DataStream is the primary stream type for Scramjet. When you parse your stream, just pipe it you can then perform calculations on the data objects streamed through your flow.

Detailed DataStream docs here

Method Description Example
new DataStream(opts) Create the DataStream. DataStream example
dataStream.debug(func) ⇒ DataStream Injects a debugger statement when called. debug example
dataStream.use(func) ⇒ * Calls the passed in place with the stream as first argument, returns result. use example
dataStream.group(func) ⇒ DataStream Groups execution by key in a single thread group example
dataStream.tee(func) ⇒ DataStream Duplicate the stream tee example
dataStream.slice(start, end, func) ⇒ DataStream Gets a slice of the stream to the callback function. slice example
dataStream.accumulate(func, into) ⇒ Promise Accumulates data into the object. accumulate example
dataStream.reduce(func, into) ⇒ Promise Reduces the stream into a given accumulator reduce example
dataStream.reduceNow(func, into) ⇒ * Reduces the stream into the given object, returning it immediately. reduceNow example
dataStream.remap(func, Clazz) ⇒ DataStream Remaps the stream into a new stream. remap example
dataStream.flatMap(func, Clazz) ⇒ DataStream Takes any method that returns any iterable and flattens the result. flatMap example
dataStream.each(func) ↩︎ Performs an operation on every chunk, without changing the stream
dataStream.map(func, Clazz) ⇒ DataStream Transforms stream objects into new ones, just like Array.prototype.map map example
dataStream.assign(func) ⇒ DataStream Transforms stream objects by assigning the properties from the returned assign example
dataStream.filter(func) ⇒ DataStream Filters object based on the function outcome, just like filter example
dataStream.shift(count, func) ⇒ DataStream Shifts the first n items from the stream and pipes the other shift example
dataStream.separate() ⇒ MultiStream Splits the stream two ways separate example
dataStream.toBufferStream(serializer) ⇒ BufferStream Creates a BufferStream toBufferStream example
dataStream.stringify(serializer) ⇒ StringStream Creates a StringStream stringify example
dataStream.toArray(initial) ⇒ Promise Aggregates the stream into a single Array
DataStream.fromArray(arr) ⇒ DataStream Create a DataStream from an Array fromArray example

StringStream ⇐ DataStream

A stream of string objects for further transformation on top of DataStream.
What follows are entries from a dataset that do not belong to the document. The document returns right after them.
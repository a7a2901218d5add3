//! Request guards and error bodies of the HTTP layer.

use actix_session::{Session, SessionMiddleware, storage::CookieSessionStore};
use actix_web::{
    App, HttpResponse, ResponseError,
    body::to_bytes,
    cookie::Key,
    http::StatusCode,
    middleware::from_fn,
    test::{self, TestRequest},
    web,
};
use serde_json::Value;

use sigpef::auth::middleware::require_auth;
use sigpef::errors::AppError;
use sigpef::handlers::api::{require_json_content_type, require_pdf_content_type};

async fn ok() -> HttpResponse {
    HttpResponse::Ok().finish()
}

async fn sign_in(session: Session) -> HttpResponse {
    match session.insert("user_id", 42_i64) {
        Ok(()) => HttpResponse::Ok().finish(),
        Err(_) => HttpResponse::InternalServerError().finish(),
    }
}

async fn body_json(resp: HttpResponse) -> Value {
    let bytes = to_bytes(resp.into_body()).await.unwrap();
    serde_json::from_slice(&bytes).unwrap()
}

#[actix_rt::test]
async fn json_guard_rejects_form_posts() {
    let app = test::init_service(
        App::new().service(
            web::scope("/api")
                .wrap(from_fn(require_json_content_type))
                .route("/thing", web::post().to(ok))
                .route("/thing", web::get().to(ok)),
        ),
    )
    .await;

    let req = TestRequest::post()
        .uri("/api/thing")
        .insert_header(("content-type", "application/x-www-form-urlencoded"))
        .set_payload("a=1")
        .to_request();
    let resp = test::call_service(&app, req).await;
    assert_eq!(resp.status(), StatusCode::BAD_REQUEST);

    let req = TestRequest::post()
        .uri("/api/thing")
        .insert_header(("content-type", "application/json; charset=utf-8"))
        .set_payload("{}")
        .to_request();
    assert_eq!(test::call_service(&app, req).await.status(), StatusCode::OK);

    let req = TestRequest::get().uri("/api/thing").to_request();
    assert_eq!(test::call_service(&app, req).await.status(), StatusCode::OK);
}

#[actix_rt::test]
async fn pdf_guard_only_accepts_pdf_bodies() {
    let app = test::init_service(
        App::new().service(
            web::resource("/imports")
                .wrap(from_fn(require_pdf_content_type))
                .route(web::post().to(ok))
                .route(web::get().to(ok)),
        ),
    )
    .await;

    let req = TestRequest::post()
        .uri("/imports?file_name=pauta.pdf")
        .insert_header(("content-type", "application/json"))
        .set_payload("{}")
        .to_request();
    let resp = test::call_service(&app, req).await;
    assert_eq!(resp.status(), StatusCode::BAD_REQUEST);
    let body: Value = test::read_body_json(resp).await;
    assert!(body["error"].as_str().unwrap().contains("application/pdf"));

    let req = TestRequest::post()
        .uri("/imports?file_name=pauta.pdf")
        .insert_header(("content-type", "application/pdf"))
        .set_payload(&b"%PDF-1.4"[..])
        .to_request();
    assert_eq!(test::call_service(&app, req).await.status(), StatusCode::OK);

    let req = TestRequest::get().uri("/imports").to_request();
    assert_eq!(test::call_service(&app, req).await.status(), StatusCode::OK);
}

#[actix_rt::test]
async fn auth_guard_requires_a_session_user() {
    let app = test::init_service(
        App::new()
            .wrap(SessionMiddleware::new(CookieSessionStore::default(), Key::generate()))
            .route("/login", web::post().to(sign_in))
            .service(
                web::resource("/private")
                    .wrap(from_fn(require_auth))
                    .route(web::get().to(ok)),
            ),
    )
    .await;

    let resp = test::call_service(&app, TestRequest::get().uri("/private").to_request()).await;
    assert_eq!(resp.status(), StatusCode::UNAUTHORIZED);
    let body: Value = test::read_body_json(resp).await;
    assert_eq!(body["error"], "Not logged in");

    let login = test::call_service(&app, TestRequest::post().uri("/login").to_request()).await;
    let cookie = login.response().cookies().next().unwrap().into_owned();

    let req = TestRequest::get().uri("/private").cookie(cookie).to_request();
    assert_eq!(test::call_service(&app, req).await.status(), StatusCode::OK);
}

#[actix_rt::test]
async fn error_statuses() {
    assert_eq!(AppError::Unauthorized.status_code(), StatusCode::UNAUTHORIZED);
    assert_eq!(AppError::InvalidCredentials.status_code(), StatusCode::UNAUTHORIZED);
    assert_eq!(AppError::PendingApproval.status_code(), StatusCode::FORBIDDEN);
    assert_eq!(AppError::UndoExpired(60).status_code(), StatusCode::FORBIDDEN);
    assert_eq!(AppError::NotFound.status_code(), StatusCode::NOT_FOUND);
    assert_eq!(AppError::Conflict("dup".into()).status_code(), StatusCode::CONFLICT);
    assert_eq!(AppError::Upstream("down".into()).status_code(), StatusCode::BAD_GATEWAY);
    assert_eq!(AppError::RateLimited.status_code(), StatusCode::TOO_MANY_REQUESTS);
}

#[actix_rt::test]
async fn validation_errors_carry_details() {
    let err = AppError::Validation(vec!["Periciado é obrigatório".into(), "Data inválida".into()]);
    let body = body_json(err.error_response()).await;
    assert_eq!(body["details"], "Periciado é obrigatório; Data inválida");
}

#[actix_rt::test]
async fn database_errors_are_not_leaked() {
    let resp = AppError::Db(sqlx::Error::RowNotFound).error_response();
    assert_eq!(resp.status(), StatusCode::INTERNAL_SERVER_ERROR);
    let body = body_json(resp).await;
    assert_eq!(body["error"], "Internal Server Error");
    assert!(body["details"].is_null());
}
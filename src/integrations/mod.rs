pub mod legacy_sheet;
pub mod pipeline;

pub use legacy_sheet::LegacySheetClient;
pub use pipeline::PipelineClient;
Detailed StringStream docs here

Method Description Example
new StringStream(encoding) Constructs the stream with the given encoding StringStream example
stringStream.shift(bytes, func) ⇒ StringStream Shifts given length of chars from the original stream shift example
stringStream.split(splitter) ⇒ StringStream Splits the string stream by the specified regexp or string split example
stringStream.match(splitter) ⇒ StringStream Finds matches in the string stream and streams the match results match example
stringStream.toBufferStream() ⇒ StringStream Transforms the StringStream to BufferStream toBufferStream example
stringStream.parse(parser) ⇒ DataStream Parses every string to object parse example
StringStream.SPLIT_LINE A handly split by line regex to quickly get a line-by-line stream

BufferStream ⇐ DataStream

A factilitation stream created for easy splitting or parsing buffers

Detailed BufferStream docs here

Method Description Example
new BufferStream(opts) Creates the BufferStream BufferStream example
bufferStream.shift(chars, func) ⇒ BufferStream Shift given number of bytes from the original stream shift example
bufferStream.split(splitter) ⇒ BufferStream Splits the buffer stream into buffer objects split example
bufferStream.breakup(number) ⇒ BufferStream Breaks up a stream apart into chunks of the specified length breakup example
bufferStream.toStringStream(encoding) ⇒ StringStream Creates a string stream from the given buffer stream toStringStream example
bufferStream.parse(parser) ⇒ DataStream [Parallel] Parses every buffer to object parse example

MultiStream

An object consisting of multiple streams than can be refined or muxed.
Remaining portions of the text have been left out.